Submitted by scott on

Grand Trunk Western began as a route for the Grand Trunk Railway (GTR) to link its line to Chicago through lower Michigan. GTR's objective was to have a mainline from shipping ports in Portland, Maine, to rail connections in Chicago through the southern part of the Province of Canada that would serve Toronto and Montreal.[3][4]

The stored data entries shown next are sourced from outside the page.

//! Command handlers.

use std::sync::Arc;

use anyhow::{bail, Context, Result};
use async_trait::async_trait;
use chrono::Local;
use tracing::{debug, info};

use hitlog_core::cache::{CacheStorage, DiskCacheStorage};
use hitlog_core::catalog::CatalogResolver;
use hitlog_core::progress::{personal_records, progress_series, search_catalog};
use hitlog_core::store::{JsonFileStore, KeyValueStore};
use hitlog_core::utils::{format_date, format_weight, truncate_string};
use hitlog_core::worker::{CacheController, EventOutcome, FetchOutcome, WorkerEvent};
use hitlog_core::{Config, FetchError, Fetcher, Method, NewWorkout, Request, Response, ReqwestFetcher, WorkoutLog};

use crate::cli::{CatalogCommand, Command, LogCommand, WorkerCommand};

/// Sub-directory of the cache dir holding response partitions
const PARTITIONS_DIR: &str = "partitions";

/// Column width for exercise names in tables
const NAME_WIDTH: usize = 28;

pub async fn run(command: Command, config: &Config) -> Result<()> {
    match command {
        Command::Worker(cmd) => run_worker(cmd, config).await,
        Command::Catalog(cmd) => run_catalog(cmd, config).await,
        Command::Log(cmd) => run_log(cmd, config),
        Command::Records { json } => run_records(json, config),
        Command::Progress { exercise } => run_progress(&exercise, config),
    }
}

/// Stand-in network for offline mode: every fetch fails like a dropped
/// connection, so callers take their cache fallbacks.
struct OfflineFetcher;

#[async_trait]
impl Fetcher for OfflineFetcher {
    async fn fetch(&self, request: &Request) -> Result<Response, FetchError> {
        Err(FetchError::network(format!("offline mode: {}", request.url)))
    }
}

fn network(config: &Config) -> Result<Arc<dyn Fetcher>> {
    if config.offline_mode {
        return Ok(Arc::new(OfflineFetcher));
    }
    Ok(Arc::new(ReqwestFetcher::new(config.request_timeout())?))
}

fn open_store(config: &Config) -> Result<Arc<dyn KeyValueStore>> {
    Ok(Arc::new(JsonFileStore::new(config.data_dir()?)?))
}

// ============================================================================
// Worker
// ============================================================================

async fn run_worker(cmd: WorkerCommand, config: &Config) -> Result<()> {
    let caches = Arc::new(DiskCacheStorage::new(
        config.cache_dir()?.join(PARTITIONS_DIR),
    )?);
    let controller = CacheController::new(config.worker_config()?, caches.clone(), network(config)?)
        .with_classifier(config.asset_rules());

    match cmd {
        WorkerCommand::Install => {
            let report = controller.install().await?;
            println!("Installed {} entries into {}", report.cached, report.partition);
        }
        WorkerCommand::Activate => {
            controller.handle(WorkerEvent::Install).await?;
            if let EventOutcome::Activated(report) = controller.handle(WorkerEvent::Activate).await? {
                if report.deleted.is_empty() {
                    println!("Activated; no stale partitions");
                } else {
                    println!("Activated; deleted {}", report.deleted.join(", "));
                }
            }
        }
        WorkerCommand::Partitions => {
            let current = controller.config().current_partitions();
            let names = caches.keys().await?;
            if names.is_empty() {
                println!("No cache partitions");
            }
            for name in names {
                let Some(info) = caches.info(&name).await? else {
                    continue;
                };
                let marker = if current.contains(&info.name) { "*" } else { " " };
                println!("{} {:<24} {:>5} entries  {}", marker, info.name, info.entries, info.age);
            }
        }
        WorkerCommand::Fetch { path, html, method } => {
            let method = Method::from_bytes(method.to_ascii_uppercase().as_bytes())
                .with_context(|| format!("Invalid HTTP method: {}", method))?;
            let url = controller
                .config()
                .origin
                .join(&path)
                .with_context(|| format!("Invalid path: {}", path))?;
            let mut request = if html {
                Request::navigation(url)
            } else {
                Request::get(url)
            };
            request.method = method;

            if !controller.resume().await? {
                info!("Controller not installed; requests pass through");
            }

            match controller.handle(WorkerEvent::Fetch(request.clone())).await? {
                EventOutcome::Fetch(FetchOutcome::Respond {
                    route,
                    source,
                    response,
                }) => {
                    println!(
                        "{} {:?} via {:?}: {} bytes",
                        response.status,
                        route,
                        source,
                        response.body.len()
                    );
                }
                _ => {
                    let response = network(config)?.fetch(&request).await?;
                    println!(
                        "{} passthrough: {} bytes",
                        response.status,
                        response.body.len()
                    );
                }
            }
            controller.settle().await;
        }
    }
    Ok(())
}

// ============================================================================
// Catalog
// ============================================================================

async fn run_catalog(cmd: CatalogCommand, config: &Config) -> Result<()> {
    let store = open_store(config)?;
    let log = WorkoutLog::load(store.clone());
    let mut resolver = CatalogResolver::new(store);

    resolver.hydrate();
    eprintln!(
        "Starting with {:?} list ({} exercises), refreshing...",
        resolver.source(),
        resolver.base().len()
    );

    let _refresh = resolver.start_refresh(network(config)?, config.catalog_endpoint()?);
    resolver.wait_refresh().await;
    debug!(source = ?resolver.source(), loading = resolver.is_loading(), "Catalog resolved");

    if let Some(notice) = resolver.notice() {
        eprintln!("{}", notice);
    }

    let merged = resolver.merged(log.history());
    let query = cmd.search.unwrap_or_default();
    for name in search_catalog(&merged, &query) {
        println!("{}", name);
    }
    Ok(())
}

// ============================================================================
// Workout log
// ============================================================================

fn run_log(cmd: LogCommand, config: &Config) -> Result<()> {
    let mut log = WorkoutLog::load(open_store(config)?);

    match cmd {
        LogCommand::Add {
            plan_key,
            plan_name,
            date,
            sets,
        } => {
            let record = log.save_workout(NewWorkout {
                date: date.unwrap_or_else(|| Local::now().date_naive()),
                plan_key,
                plan_name,
                sets,
            })?;
            println!("Saved workout {} ({} sets)", record.id, record.sets.len());
        }
        LogCommand::List { json } => {
            if json {
                println!("{}", serde_json::to_string_pretty(log.history())?);
                return Ok(());
            }
            if log.history().is_empty() {
                println!("No workouts logged");
            }
            let unit = log.unit();
            for workout in log.history() {
                println!(
                    "{}  {}  {}",
                    workout.id,
                    format_date(workout.date),
                    workout.plan_name
                );
                for set in &workout.sets {
                    let reps = set.reps.map(|r| r.to_string()).unwrap_or_else(|| "-".into());
                    println!(
                        "    {:<width$} {:>10} x {:<3} {}",
                        truncate_string(&set.name, NAME_WIDTH),
                        format_weight(set.weight_kg, unit),
                        reps,
                        set.note_text,
                        width = NAME_WIDTH
                    );
                }
            }
        }
        LogCommand::Delete { id } => {
            if !log.delete_workout(&id)? {
                bail!("No workout with id {}", id);
            }
            println!("Deleted workout {}", id);
        }
        LogCommand::Unit { unit } => {
            log.set_unit(unit)?;
            println!("Entering weights in {}", unit);
        }
    }
    Ok(())
}

fn run_records(json: bool, config: &Config) -> Result<()> {
    let log = WorkoutLog::load(open_store(config)?);
    let records = personal_records(log.history());

    if json {
        println!("{}", serde_json::to_string_pretty(&records)?);
        return Ok(());
    }
    if records.is_empty() {
        println!("No weighted sets logged");
    }
    for record in records {
        let reps = record.reps.map(|r| format!("x {}", r)).unwrap_or_default();
        println!(
            "{:<width$} {:>10} {:<5} {}",
            truncate_string(&record.exercise, NAME_WIDTH),
            format_weight(Some(record.weight_kg), log.unit()),
            reps,
            format_date(record.date),
            width = NAME_WIDTH
        );
    }
    Ok(())
}

fn run_progress(exercise: &str, config: &Config) -> Result<()> {
    let log = WorkoutLog::load(open_store(config)?);
    let series = progress_series(log.history(), exercise);

    if series.is_empty() {
        println!("No weighted sets logged for {}", exercise);
    }
    for point in series {
        let reps = point.reps.map(|r| format!("x {}", r)).unwrap_or_default();
        println!(
            "{}  {:>10} {}",
            format_date(point.date),
            format_weight(Some(point.weight_kg), log.unit()),
            reps
        );
    }
    Ok(())
}
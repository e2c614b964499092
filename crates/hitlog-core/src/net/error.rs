use thiserror::Error;

#[derive(Error, Debug)]
pub enum FetchError {
    #[error("Network error: {0}")]
    Network(String),

    #[error("Unexpected status {status}: {body}")]
    Status { status: u16, body: String },

    #[error("Invalid payload: {0}")]
    InvalidPayload(String),
}

/// Maximum length for error response bodies in error messages
const MAX_ERROR_BODY_LENGTH: usize = 500;

impl FetchError {
    /// Truncate a response body to avoid logging excessive data
    fn truncate_body(body: &str) -> String {
        if body.len() <= MAX_ERROR_BODY_LENGTH {
            return body.to_string();
        }
        let mut end = MAX_ERROR_BODY_LENGTH;
        while !body.is_char_boundary(end) {
            end -= 1;
        }
        format!(
            "{}... (truncated, {} total bytes)",
            &body[..end],
            body.len()
        )
    }

    pub fn from_status(status: u16, body: &str) -> Self {
        FetchError::Status {
            status,
            body: Self::truncate_body(body),
        }
    }

    pub fn network(message: impl Into<String>) -> Self {
        FetchError::Network(message.into())
    }

    pub fn invalid_payload(message: impl Into<String>) -> Self {
        FetchError::InvalidPayload(message.into())
    }

    /// True when the request never produced a response.
    pub fn is_network(&self) -> bool {
        matches!(self, FetchError::Network(_))
    }
}

impl From<reqwest::Error> for FetchError {
    fn from(err: reqwest::Error) -> Self {
        FetchError::Network(err.to_string())
    }
}

#[cfg(test)]
mod tests {
    use super::*;

    #[test]
    fn test_from_status_keeps_short_body() {
        let err = FetchError::from_status(404, "not here");
        assert_eq!(err.to_string(), "Unexpected status 404: not here");
        assert!(!err.is_network());
    }

    #[test]
    fn test_from_status_truncates_long_body() {
        let body = "x".repeat(MAX_ERROR_BODY_LENGTH + 20);
        let msg = FetchError::from_status(500, &body).to_string();
        assert!(msg.contains("truncated, 520 total bytes"));
    }

    #[test]
    fn test_truncate_respects_char_boundaries() {
        // 'é' is two bytes, so byte 500 falls inside a character
        let body = format!("a{}", "é".repeat(300));
        let truncated = FetchError::truncate_body(&body);
        assert!(truncated.starts_with('a'));
        assert!(truncated.contains("total bytes"));
    }
}
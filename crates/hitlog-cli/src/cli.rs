//! Command-line interface definitions for the `hitlog` binary.

use chrono::NaiveDate;
use clap::{Args, Parser, Subcommand};

use hitlog_core::models::Unit;
use hitlog_core::NewSet;

/// hitlog - offline-first high-intensity training log
#[derive(Debug, Parser)]
#[command(name = "hitlog")]
#[command(author, version, about, long_about = None)]
#[command(propagate_version = true)]
pub struct Cli {
    /// Increase verbosity (-v for debug, -vv for trace)
    #[arg(short, long, action = clap::ArgAction::Count, global = true)]
    pub verbose: u8,

    /// Never touch the network; serve everything from cache
    #[arg(long, global = true)]
    pub offline: bool,

    #[command(subcommand)]
    pub command: Command,
}

#[derive(Debug, Subcommand)]
pub enum Command {
    /// Drive the offline cache controller
    #[command(subcommand)]
    Worker(WorkerCommand),

    /// Resolve and print the exercise catalog
    Catalog(CatalogCommand),

    /// Record and browse workouts
    #[command(subcommand)]
    Log(LogCommand),

    /// Show the heaviest set logged for every exercise
    Records {
        /// Output as JSON
        #[arg(long)]
        json: bool,
    },

    /// Show best weight per workout date for one exercise
    Progress {
        /// Exercise name (case and spacing are ignored)
        exercise: String,
    },
}

#[derive(Debug, Subcommand)]
pub enum WorkerCommand {
    /// Seed the static partition with the application shell
    Install,

    /// Install the current version, then delete partitions from other versions
    Activate,

    /// List cache partitions with entry counts and age
    Partitions,

    /// Route one request through the controller
    Fetch {
        /// Path on the app origin, e.g. /index.html
        path: String,

        /// Send as a document navigation (Accept: text/html)
        #[arg(long)]
        html: bool,

        /// HTTP method
        #[arg(long, default_value = "GET")]
        method: String,
    },
}

#[derive(Debug, Args)]
pub struct CatalogCommand {
    /// Only print exercises containing this text
    #[arg(short, long)]
    pub search: Option<String>,
}

#[derive(Debug, Subcommand)]
pub enum LogCommand {
    /// Save a workout
    Add {
        #[arg(long)]
        plan_key: String,

        #[arg(long)]
        plan_name: String,

        /// Workout date (YYYY-MM-DD), defaults to today
        #[arg(long)]
        date: Option<NaiveDate>,

        /// A set as "Name:weight:reps[:note]"; weight and reps may be empty
        #[arg(long = "set", value_name = "SET", value_parser = parse_set, required = true)]
        sets: Vec<NewSet>,
    },

    /// List saved workouts
    List {
        /// Output as JSON
        #[arg(long)]
        json: bool,
    },

    /// Delete a workout by id
    Delete { id: String },

    /// Set the unit new weights are entered in
    Unit { unit: Unit },
}

/// Parse `Name:weight:reps[:note]`.
pub fn parse_set(s: &str) -> Result<NewSet, String> {
    let mut parts = s.splitn(4, ':');
    let name = parts.next().unwrap_or_default().trim();
    if name.is_empty() {
        return Err(format!("set has no exercise name: {:?}", s));
    }

    let weight = match parts.next().map(str::trim).filter(|w| !w.is_empty()) {
        Some(w) => Some(
            w.parse::<f64>()
                .ok()
                .filter(|w| w.is_finite() && *w >= 0.0)
                .ok_or_else(|| format!("invalid weight {:?} in set {:?}", w, s))?,
        ),
        None => None,
    };

    let reps = match parts.next().map(str::trim).filter(|r| !r.is_empty()) {
        Some(r) => Some(
            r.parse::<u32>()
                .map_err(|_| format!("invalid reps {:?} in set {:?}", r, s))?,
        ),
        None => None,
    };

    Ok(NewSet {
        name: name.to_string(),
        done: true,
        reps,
        note_text: parts.next().unwrap_or_default().trim().to_string(),
        weight,
        ..NewSet::default()
    })
}
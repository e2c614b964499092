//! Offline cache controller.
//!
//! This module provides the `CacheController`, which keeps the application
//! shell and assets available without connectivity:
//! - Install: seed the versioned static partition with the shell manifest
//! - Activate: delete partitions from other versions, then claim clients
//! - Fetch: network-first for documents, stale-while-revalidate for assets,
//!   network-first with cache fallback for everything else
//!
//! Network failures never escape; they degrade to cached or synthesized
//! responses.

pub mod config;
pub mod controller;
pub mod error;
pub mod lifecycle;
pub mod routing;

pub use config::{WorkerConfig, DEFAULT_APP_PREFIX, DEFAULT_CACHE_VERSION, SHELL_DOCUMENT, SHELL_MANIFEST};
pub use controller::{
    ActivationReport, CacheController, EventOutcome, FetchOutcome, InstallReport, ResponseSource,
    WorkerEvent,
};
pub use error::WorkerError;
pub use lifecycle::LifecycleState;
pub use routing::{AssetClassifier, AssetRules, Route};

In 1859 the Grand Trunk completed its route to Sarnia, Canada West, and began a ferry service across the St. Clair River to Port Huron. GTR leased the Chicago, Detroit and Canada Grand Trunk Junction Railroad to reach Detroit and from there then ran over the Michigan Central Railroad's line from Detroit into Chicago.[4] It was on the line from Port Huron to Detroit that a 12-year-old Thomas Edison held his first job as a newsboy and candy butcher onboard passenger trains.[5] Grand Trunk established its own route to Chicago across Michigan when the New York Central Railroad's William Henry Vanderbilt took over control of the Michigan Central in 1878.[5] GTR sought to put together a route by acquiring three railroads it had already been sending some of its Chicago-bound trains on since 1877.[4] The Chicago and Lake Huron Railroad, the Chicago and Northeastern Railroad (C&NE) and the Peninsular Railway of Michigan and Indiana together formed a direct route from Port Huron through Flint and Lansing, Michigan, to Valparaiso, Indiana, where it connected into Chicago on the Pittsburgh, Fort Wayne & Chicago Railroad. However, Vanderbilt owned the Chicago and Northeastern section of the route from Flint to Lansing and charged Grand Trunk higher rates to move its freight over the line. Vanderbilt soon sold the C&NE to Grand Trunk when GTR bought the other two lines in 1879 and proposed building its own route between Flint and Lansing just north of Vanderbilt's line.[4] Grand Trunk completed its own route into Chicago from Valparaiso in 1880 and incorporated the entire line from Port Huron to Chicago as the Chicago and Grand Trunk Railway.[6]